───── RECORDS TO PROCESS ─────

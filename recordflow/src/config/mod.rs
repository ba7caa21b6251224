//! Pipeline configuration.
//!
//! This module provides:
//! - Partial option groups with a field-wise merge rule
//! - Loading from JSON/YAML documents and environment overrides

mod loader;
mod options;

pub use loader::ENV_PREFIX;
pub use options::{
    OutputEncoding, OutputFormat, OutputOptions, PipelineOptions, DEFAULT_JSON_INDENT,
    MAX_JSON_INDENT,
};
//! # Recordflow
//!
//! A three-phase record pipeline core.
//!
//! A pipeline is assembled by a builder, driven through `begin`, `process`
//! and `end`, and releases everything it holds exactly once. It provides:
//!
//! - **Builders**: Accumulate host hooks and options, then build any number
//!   of independent pipelines
//! - **Frozen context**: Each pipeline sees a snapshot of the configuration
//!   taken at build time
//! - **Output sinks**: Records are written to the host, a file or memory
//! - **Deterministic release**: Explicit, scoped or on drop; never twice
//!
//! ## Quick Start
//!
//! ```rust,ignore
//! use recordflow::prelude::*;
//!
//! let options = PipelineOptions::new()
//!     .with_output(OutputOptions::new().with_path("repos.json"));
//!
//! let mut pipeline = PipelineBuilder::export(&options).build()?;
//! pipeline.run(records)?;
//! ```

#![forbid(unsafe_code)]
#![warn(
    clippy::all,
    clippy::pedantic,
    missing_docs,
    rust_2018_idioms
)]
#![allow(
    clippy::module_name_repetitions,
    clippy::must_use_candidate,
    clippy::missing_errors_doc,
    clippy::missing_panics_doc
)]

pub mod config;
pub mod context;
pub mod errors;
pub mod host;
pub mod logging;
pub mod pipeline;
pub mod release;
pub mod sink;
pub mod testing;

/// A unit of data flowing through a pipeline.
pub type Record = serde_json::Value;

/// Prelude module for convenient imports
pub mod prelude {
    pub use crate::config::{OutputEncoding, OutputFormat, OutputOptions, PipelineOptions};
    pub use crate::context::PipelineContext;
    pub use crate::errors::{
        ConfigurationError, ErrorInfo, LifecycleMisuseError, RecordflowError, ReleaseReport,
        SinkError,
    };
    pub use crate::host::{
        ExecutionContext, HostRuntime, StaticExecutionContext, TracingHost,
    };
    pub use crate::pipeline::{
        ExportKind, NoOpKind, PassthroughKind, Pipeline, PipelineBuilder, PipelineKind,
        PipelineLifecycle, PipelineState, RecordProcessor,
    };
    pub use crate::release::{ReleaseGuard, ReleaseRegistry};
    pub use crate::sink::{BufferSink, FileSink, HostSink, OutputSink};
    pub use crate::Record;
}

─────

EXERCISE OBJECTIVE: Please work out how many lines in the records hold the string "clippy", and give only the number.

TASK OUTPUT: 6